Un segnale concreto è arrivato il 1° aprile, quando Argotec, azienda con sede a San Mauro, ha inaugurato un nuovo quartier generale in Florida, a circa 65 chilometri dal Kennedy Space Center, rafforzando così l’accesso diretto al mercato e ai clienti statunitensi.
I numeri danno la misura del fenomeno. Secondo il rapporto IRES presentato dalla Regione Piemonte nel febbraio 2026, il cluster aerospaziale regionale genera circa 8 miliardi di euro l’anno, comprende circa 350 imprese e impiega 35 mila addetti, pari a circa il 20% dell’occupazione nazionale del settore. Non si tratta quindi di una nicchia evocativa, ma di una filiera industriale già strutturata, che punta a crescere attraverso investimenti, infrastrutture e ricerca.

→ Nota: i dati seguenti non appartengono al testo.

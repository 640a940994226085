/*
Timeline
========

The timeline is the meeting point of the control side (which places chains)
and the audio callback (which pulls samples). It owns:

  - the audio clock, counted in samples since the context opened
  - every chain that has been started and not yet released
  - the set of tracked oscillator handles, two per note chain, each
    dropped once its oscillator has stopped

    control thread                      audio callback
    ──────────────                      ──────────────
    chain.start(&mut timeline) ──┐   ┌── timeline.render(out)
    timeline.stop_all()  ────────┤   │     mix every started chain
                                 ▼   ▼     advance the clock
                         Arc<Mutex<Timeline>>
                                           drop chains past their release

Both sides mutate it under the same lock, so a chain is either released
by the clock or cut by `stop_all`, never both. Removing a handle that is
already gone is a no-op.

Rendering is sample accurate: each chunk is rendered with its clock time
in the RenderCtx, and every oscillator decides per sample whether it is
inside its window. Chains whose start lies beyond the chunk are skipped
entirely.
*/

use std::collections::HashSet;
use std::sync::{Arc, Mutex, MutexGuard, PoisonError};

use tracing::{debug, trace};

use crate::graph::RenderCtx;
use crate::synth::chain::{Chain, ChainState};
use crate::synth::message::{EventSink, PlaybackEvent};
use crate::synth::voice::{ChainId, VoiceHandle};
use crate::MAX_BLOCK_SIZE;

/// Extra time an oscillator stays tracked after it stops, and a chain is
/// kept after its reverb tail ends.
pub const DEFAULT_GRACE_SECONDS: f64 = 0.1;

pub type SharedTimeline = Arc<Mutex<Timeline>>;

/// Lock a shared timeline. A panic on the other side of the lock leaves the
/// timeline itself consistent, so poisoning is ignored.
pub fn lock(timeline: &SharedTimeline) -> MutexGuard<'_, Timeline> {
    timeline.lock().unwrap_or_else(PoisonError::into_inner)
}

pub struct Timeline {
    sample_rate: f32,
    clock_samples: u64,
    chains: Vec<(ChainId, Chain)>,
    tracked: HashSet<VoiceHandle>,
    next_id: u64,
    grace_seconds: f64,
    chain_buffer: Vec<f32>,
    events: Option<Box<dyn EventSink>>,
}

impl Timeline {
    pub fn new(sample_rate: f32) -> Self {
        Self {
            sample_rate,
            clock_samples: 0,
            chains: Vec::new(),
            tracked: HashSet::new(),
            next_id: 0,
            grace_seconds: DEFAULT_GRACE_SECONDS,
            chain_buffer: vec![0.0; MAX_BLOCK_SIZE],
            events: None,
        }
    }

    pub fn shared(sample_rate: f32) -> SharedTimeline {
        Arc::new(Mutex::new(Self::new(sample_rate)))
    }

    pub fn with_grace(mut self, grace_seconds: f64) -> Self {
        self.grace_seconds = grace_seconds;
        self
    }

    pub fn set_grace(&mut self, grace_seconds: f64) {
        self.grace_seconds = grace_seconds;
    }

    pub fn set_event_sink(&mut self, sink: Box<dyn EventSink>) {
        self.events = Some(sink);
    }

    /// Restart the clock at zero for a new context. Only valid while idle.
    pub fn reset_clock(&mut self, sample_rate: f32) {
        debug_assert!(self.chains.is_empty(), "clock reset with live chains");
        self.sample_rate = sample_rate;
        self.clock_samples = 0;
    }

    pub fn sample_rate(&self) -> f32 {
        self.sample_rate
    }

    pub fn clock_samples(&self) -> u64 {
        self.clock_samples
    }

    /// Clock time in seconds.
    pub fn current_time(&self) -> f64 {
        self.clock_samples as f64 / self.sample_rate as f64
    }

    pub fn tracked_voices(&self) -> &HashSet<VoiceHandle> {
        &self.tracked
    }

    pub fn chain_count(&self) -> usize {
        self.chains.len()
    }

    pub fn is_idle(&self) -> bool {
        self.chains.is_empty()
    }

    pub fn chain_state(&self, id: ChainId) -> Option<ChainState> {
        self.chains
            .iter()
            .find(|(chain_id, _)| *chain_id == id)
            .map(|(_, chain)| chain.state())
    }

    /// Take ownership of a built chain and track its oscillators.
    pub fn schedule(&mut self, mut chain: Chain) -> ChainId {
        let id = ChainId(self.next_id);
        self.next_id += 1;

        for &role in chain.voice_roles() {
            self.tracked.insert(VoiceHandle { chain: id, role });
        }
        chain.set_state(ChainState::Scheduled);
        trace!(%id, start = chain.start_time(), "chain scheduled");
        self.chains.push((id, chain));
        id
    }

    /// Mix every started chain into `out` and advance the clock.
    pub fn render(&mut self, out: &mut [f32]) {
        out.fill(0.0);
        for chunk in out.chunks_mut(MAX_BLOCK_SIZE) {
            self.render_chunk(chunk);
        }
    }

    fn render_chunk(&mut self, out: &mut [f32]) {
        let start = self.current_time();
        let end = start + out.len() as f64 / self.sample_rate as f64;
        let ctx = RenderCtx::from_freq(self.sample_rate, 0.0, 1.0).at(start);

        let Timeline {
            chains,
            chain_buffer,
            events,
            ..
        } = self;

        for (id, chain) in chains.iter_mut() {
            if chain.start_time() >= end {
                continue;
            }
            if chain.state() == ChainState::Scheduled {
                chain.set_state(ChainState::Playing);
                if let Some(sink) = events.as_mut() {
                    sink.publish(PlaybackEvent::NoteStarted {
                        chain: *id,
                        event_index: chain.event_index(),
                        time: chain.start_time(),
                    });
                }
            }

            let buffer = &mut chain_buffer[..out.len()];
            buffer.fill(0.0);
            chain.render(buffer, &ctx);
            for (o, s) in out.iter_mut().zip(buffer.iter()) {
                *o += *s;
            }
        }

        self.clock_samples += out.len() as u64;
        self.release_finished();
    }

    fn release_finished(&mut self) {
        let now = self.current_time();
        let grace = self.grace_seconds;
        let Timeline {
            chains,
            tracked,
            events,
            ..
        } = self;

        chains.retain_mut(|(id, chain)| {
            // Oscillators are done at their stop time; the tail may ring on.
            if now >= chain.stop_time() + grace {
                for &role in chain.voice_roles() {
                    tracked.remove(&VoiceHandle { chain: *id, role });
                }
            }
            if now < chain.release_time(grace) {
                return true;
            }
            chain.set_state(ChainState::Released);
            if let Some(sink) = events.as_mut() {
                sink.publish(PlaybackEvent::NoteReleased {
                    chain: *id,
                    event_index: chain.event_index(),
                });
            }
            trace!(%id, "chain released");
            false
        });
    }

    /// Cut every oscillator now and forget every chain. Returns how many
    /// tracked handles were stopped.
    pub fn stop_all(&mut self) -> usize {
        let ctx = RenderCtx::from_freq(self.sample_rate, 0.0, 1.0).at(self.current_time());
        for (_, chain) in self.chains.iter_mut() {
            chain.cut(&ctx);
            chain.set_state(ChainState::Released);
        }
        self.chains.clear();

        let stopped = self.tracked.len();
        self.tracked.clear();
        if let Some(sink) = self.events.as_mut() {
            sink.publish(PlaybackEvent::Stopped);
        }
        debug!(stopped, "timeline stopped");
        stopped
    }
}
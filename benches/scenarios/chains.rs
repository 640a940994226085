//! Benchmarks for complete note chains.

use std::hint::black_box;
use std::sync::Arc;

use criterion::{BenchmarkId, Criterion};
use huetone::dsp::convolution::{decaying_noise_impulse, ImpulseSpectrum};
use huetone::graph::node::RenderCtx;
use huetone::synth::chain::build_chain_with_impulse;
use huetone::Instrument;
use rand::rngs::StdRng;
use rand::SeedableRng;

use crate::BLOCK_SIZES;

pub fn bench_chains(c: &mut Criterion) {
    let mut group = c.benchmark_group("scenarios/chains");
    let sample_rate = 48_000.0;
    let mut rng = StdRng::seed_from_u64(7);

    for instrument in Instrument::ALL {
        let preset = instrument.preset();
        let impulse = Arc::new(ImpulseSpectrum::new(&decaying_noise_impulse(
            &mut rng,
            sample_rate,
            preset.reverb_seconds,
        )));

        for &size in BLOCK_SIZES {
            let mut buffer = vec![0.0f32; size];
            // A long note so the bench stays inside the hold stage
            let mut chain =
                build_chain_with_impulse(&preset, 220.0, 0.0, 10.0, sample_rate, Arc::clone(&impulse))
                    .expect("valid chain parameters");
            let ctx = RenderCtx::from_freq(sample_rate, 0.0, 1.0).at(1.0);

            group.bench_with_input(BenchmarkId::new(instrument.name(), size), &size, |b, _| {
                b.iter(|| {
                    chain.render(black_box(&mut buffer), black_box(&ctx));
                })
            });
        }
    }

    group.finish();
}
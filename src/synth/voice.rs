use std::fmt;

/// Identifies one chain on a timeline. Ids are never reused.
#[derive(Debug, Clone, Copy, PartialEq, Eq, Hash, PartialOrd, Ord)]
pub struct ChainId(pub u64);

impl fmt::Display for ChainId {
    fn fmt(&self, f: &mut fmt::Formatter<'_>) -> fmt::Result {
        write!(f, "chain#{}", self.0)
    }
}

/// Which oscillator of a chain a handle refers to.
#[derive(Debug, Clone, Copy, PartialEq, Eq, Hash)]
pub enum VoiceRole {
    Main,
    Sub,
}

/// A live oscillator tracked for cleanup. `stop` walks these; natural
/// release removes them. Removing one twice is a no-op.
#[derive(Debug, Clone, Copy, PartialEq, Eq, Hash)]
pub struct VoiceHandle {
    pub chain: ChainId,
    pub role: VoiceRole,
}

impl VoiceHandle {
    pub fn main(chain: ChainId) -> Self {
        Self {
            chain,
            role: VoiceRole::Main,
        }
    }

    pub fn sub(chain: ChainId) -> Self {
        Self {
            chain,
            role: VoiceRole::Sub,
        }
    }
}
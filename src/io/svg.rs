//! SVG export of the compact bar layout.

use crate::layout::{BarLayout, ROW_HEIGHT};

pub const STROKE_COLOR: &str = "#353638";
pub const STROKE_WIDTH: f32 = 0.75;
pub const DEFAULT_FILE_NAME: &str = "music_notation";

/// Render a layout as a standalone SVG document: a white background and one
/// stroked `rect` per bar.
pub fn render_svg(layout: &BarLayout) -> String {
    let width = layout.total_width();
    let height = layout.total_height();

    let rects: String = layout
        .rows
        .iter()
        .enumerate()
        .flat_map(|(index, row)| {
            let y = layout.row_y(index);
            row.bars.iter().map(move |bar| {
                format!(
                    r#"<rect x="{x}" y="{y}" width="{w}" height="{ROW_HEIGHT}" fill="{fill}" stroke="{STROKE_COLOR}" stroke-width="{STROKE_WIDTH}"/>"#,
                    x = layout.padding + bar.x,
                    w = bar.width,
                    fill = bar.color,
                )
            })
        })
        .collect();

    format!(
        r#"<svg xmlns="http://www.w3.org/2000/svg" width="{width}" height="{height}"><rect x="0" y="0" width="{width}" height="{height}" fill="white"/>{rects}</svg>"#
    )
}

/// `title_artist`, lowercased, with everything outside `[a-z0-9]` turned
/// into `_`. Blank input falls back to `music_notation`.
pub fn export_file_name(title: &str, artist: &str) -> String {
    let (title, artist) = (title.trim(), artist.trim());
    if title.is_empty() && artist.is_empty() {
        return DEFAULT_FILE_NAME.to_string();
    }

    format!("{title}_{artist}")
        .chars()
        .map(|c| {
            if c.is_ascii_alphanumeric() {
                c.to_ascii_lowercase()
            } else {
                '_'
            }
        })
        .collect()
}
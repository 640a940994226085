use std::f32::consts::TAU;

use crate::graph::node::RenderCtx;

/*
Low-pass State-Variable Filter
==============================

Trapezoidal (topology-preserving) SVF. Only the low-pass output is used:
everything above the cutoff rolls off at 12 dB/octave, which takes the fizz
off raw sawtooth and square partials.

Damping is expressed as Q, with k = 1/Q:

    Q      k     response at cutoff
    ----   ---   --------------------------------
    0.5    2.0   critically damped, no peak (default)
    0.707  1.41  Butterworth, maximally flat
    > 1    < 1   resonant bump

Cutoff is pre-warped so the digital response crosses -3 dB (at Q 0.707) at
the requested frequency.
*/

pub const DEFAULT_Q: f32 = 0.5;

#[derive(Debug, Clone)]
pub struct SVFilter {
    ic1eq: f32, // first integrator state
    ic2eq: f32, // second integrator state

    pub cutoff_hz: f32,
    pub q: f32,
}

impl SVFilter {
    pub fn lowpass(cutoff_hz: f32) -> Self {
        Self {
            ic1eq: 0.0,
            ic2eq: 0.0,
            cutoff_hz,
            q: DEFAULT_Q,
        }
    }

    pub fn with_q(mut self, q: f32) -> Self {
        self.q = q;
        self
    }

    #[inline]
    fn compute_g(&self, sample_rate: f32) -> f32 {
        // Keep the cutoff below Nyquist so tan() stays finite.
        let cutoff = self.cutoff_hz.clamp(1.0, sample_rate * 0.49);
        (TAU * cutoff / (2.0 * sample_rate)).tan()
    }

    #[inline]
    pub fn next_sample(&mut self, sample: f32, k: f32, g: f32) -> f32 {
        let h = 1.0 / (1.0 + g * (g + k));
        let v3 = sample - self.ic2eq;
        let v1 = h * (self.ic1eq + g * v3);
        let v2 = self.ic2eq + g * v1;

        self.ic1eq = 2.0 * v1 - self.ic1eq;
        self.ic2eq = 2.0 * v2 - self.ic2eq;

        v2
    }

    pub fn render(&mut self, buffer: &mut [f32], ctx: &RenderCtx) {
        let g = self.compute_g(ctx.sample_rate);
        let k = 1.0 / self.q.max(0.01);

        for sample in buffer.iter_mut() {
            *sample = self.next_sample(*sample, k, g);
        }
    }

    pub fn reset(&mut self) {
        self.ic1eq = 0.0;
        self.ic2eq = 0.0;
    }

    pub fn set_cutoff(&mut self, cutoff: f32) {
        self.cutoff_hz = cutoff;
    }
}
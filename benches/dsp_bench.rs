//! Benchmarks for DSP primitives and real-world scenarios.
//!
//! Run with: cargo bench
//!
//! Everything on the audio path must finish well inside the callback
//! deadline. Reference timing at 48kHz sample rate:
//!   - 64 samples  = 1.33ms deadline
//!   - 128 samples = 2.67ms deadline
//!   - 256 samples = 5.33ms deadline
//!   - 512 samples = 10.67ms deadline
//!
//! Benchmark groups:
//!   - dsp/*        Low-level primitives (oscillator, filter, envelope, convolution)
//!   - scenarios/*  Note chains, a scheduled sequence and palette extraction

use criterion::{criterion_group, criterion_main};

mod dsp;
mod scenarios;

/// Common buffer sizes used in audio applications.
pub const BLOCK_SIZES: &[usize] = &[64, 128, 256, 512];

criterion_group!(
    benches,
    // Low-level DSP primitives
    dsp::bench_oscillator,
    dsp::bench_filter,
    dsp::bench_envelope,
    dsp::bench_convolution,
    // Real-world scenarios
    scenarios::bench_chains,
    scenarios::bench_timeline,
    scenarios::bench_palette,
);
criterion_main!(benches);
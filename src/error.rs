//! Error types shared across the crate.
//!
//! Every fallible boundary returns one of these instead of panicking, so
//! callers (and tests) can tell *why* something came back empty.

use thiserror::Error;

/// A note name with no entry in the catalog.
#[derive(Debug, Clone, PartialEq, Eq, Error)]
#[error("no color mapping for note `{0}`")]
pub struct UnmappedNote(pub String);

#[derive(Debug, Clone, PartialEq, Eq, Error)]
pub enum ColorParseError {
    #[error("expected 6 hex digits, got `{0}`")]
    BadHex(String),

    #[error("unrecognized color syntax `{0}`")]
    Unrecognized(String),
}

/// Why a palette extraction produced nothing.
#[derive(Debug, Clone, PartialEq, Eq, Error)]
pub enum QuantizeError {
    #[error("image contains no pixels")]
    EmptyImage,

    #[error("requested color count must be at least 1")]
    NoColorsRequested,
}

#[derive(Debug, Clone, PartialEq, Error)]
pub enum NotationError {
    #[error("line {line}: token `{token}` has an unusable duration")]
    InvalidDuration { line: usize, token: String },
}

/// A chain that could not be built. The sequencer skips it and moves on.
#[derive(Debug, Clone, PartialEq, Error)]
pub enum ChainError {
    #[error("frequency {0} Hz is not playable")]
    InvalidFrequency(f32),

    #[error("duration {0} s is not playable")]
    InvalidDuration(f64),

    #[error("start time {0} s is before the audio clock origin")]
    InvalidStartTime(f64),

    #[error("sample rate {0} Hz is not usable")]
    InvalidSampleRate(f32),

    #[error(transparent)]
    Unmapped(#[from] UnmappedNote),
}

#[derive(Debug, Error)]
pub enum EngineError {
    #[error("audio context unavailable: {0}")]
    Context(String),

    #[error("audio context could not resume: {0}")]
    Resume(String),
}

#[derive(Debug, Error)]
pub enum ConfigError {
    #[error("unknown instrument `{0}` (expected piano, guitar or organ)")]
    UnknownInstrument(String),

    #[error("unknown quantization algorithm `{0}` (expected dominant, kmeans or medianCut)")]
    UnknownAlgorithm(String),

    #[cfg(feature = "serde")]
    #[error("invalid config file: {0}")]
    Toml(#[from] toml::de::Error),
}
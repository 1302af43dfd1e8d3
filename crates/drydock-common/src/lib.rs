//! # drydock-common
//!
//! Shared types for the Drydock simulated container runtime.
//!
//! This crate provides:
//! - The client error contract returned by every runtime operation
//! - Container identifiers

#![warn(missing_docs)]

pub mod error;
pub mod id;

pub use error::{ClientError, ClientResult};
pub use id::ContainerId;
//! Runtime configuration.

/// Simulated runtime configuration options.
#[derive(Debug, Clone)]
pub struct RuntimeConfig {
    /// Buffer size of channels created by [`SimulatedRuntime::subscribe`](super::SimulatedRuntime::subscribe).
    pub listener_capacity: usize,
    /// Whether the runtime starts in failure mode.
    pub failure_mode: bool,
}

impl Default for RuntimeConfig {
    fn default() -> Self {
        Self {
            listener_capacity: Self::DEFAULT_LISTENER_CAPACITY,
            failure_mode: false,
        }
    }
}

impl RuntimeConfig {
    /// Default subscriber channel capacity.
    pub const DEFAULT_LISTENER_CAPACITY: usize = 64;

    /// Set the subscriber channel capacity. Zero is raised to one.
    #[must_use]
    pub fn with_listener_capacity(mut self, capacity: usize) -> Self {
        self.listener_capacity = capacity.max(1);
        self
    }

    /// Start the runtime in failure mode.
    #[must_use]
    pub const fn with_failure_mode(mut self, enabled: bool) -> Self {
        self.failure_mode = enabled;
        self
    }
}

Uno dei simboli più evidenti di questa trasformazione si trova a San Mauro Torinese. Qui, il 18 ottobre 2024, Argotec ha inaugurato lo SpacePark nell’area dell’ex Cartiera Burgo, in un edificio progettato da Oscar Niemeyer. L’investimento, pari a 25 milioni di euro, prevede oltre 100 nuove assunzioni e si inserisce nel progetto della Space Factory dell’Agenzia Spaziale Italiana. Non una semplice sede, ma un impianto produttivo pensato per la realizzazione in serie di microsatelliti, con l’obiettivo di aumentare i volumi e ridurre i tempi di produzione.
San Mauro è diventata così uno dei punti chiave attraverso cui il Piemonte racconta il proprio salto di scala industriale. Non a caso, il 14 marzo 2025, lo SpacePark è stato visitato anche dalla presidente del Consiglio Giorgia Meloni. Una presenza letta come un segnale politico chiaro: lo spazio non è più solo ricerca avanzata, ma una infrastruttura strategica con ricadute industriali, civili e anche difensive.
Nel frattempo, Argotec ha rafforzato ulteriormente il proprio ruolo operativo. Nel giugno 2025 sette satelliti HEO della costellazione IRIDE sono stati lanciati con un Falcon 9 di SpaceX, in un programma coordinato dall’Agenzia Spaziale Europea con il supporto dell’ASI e promosso dal governo italiano. Un passaggio che conferma come l’aerospazio piemontese non sia più una promessa, ma una realtà industriale in espansione.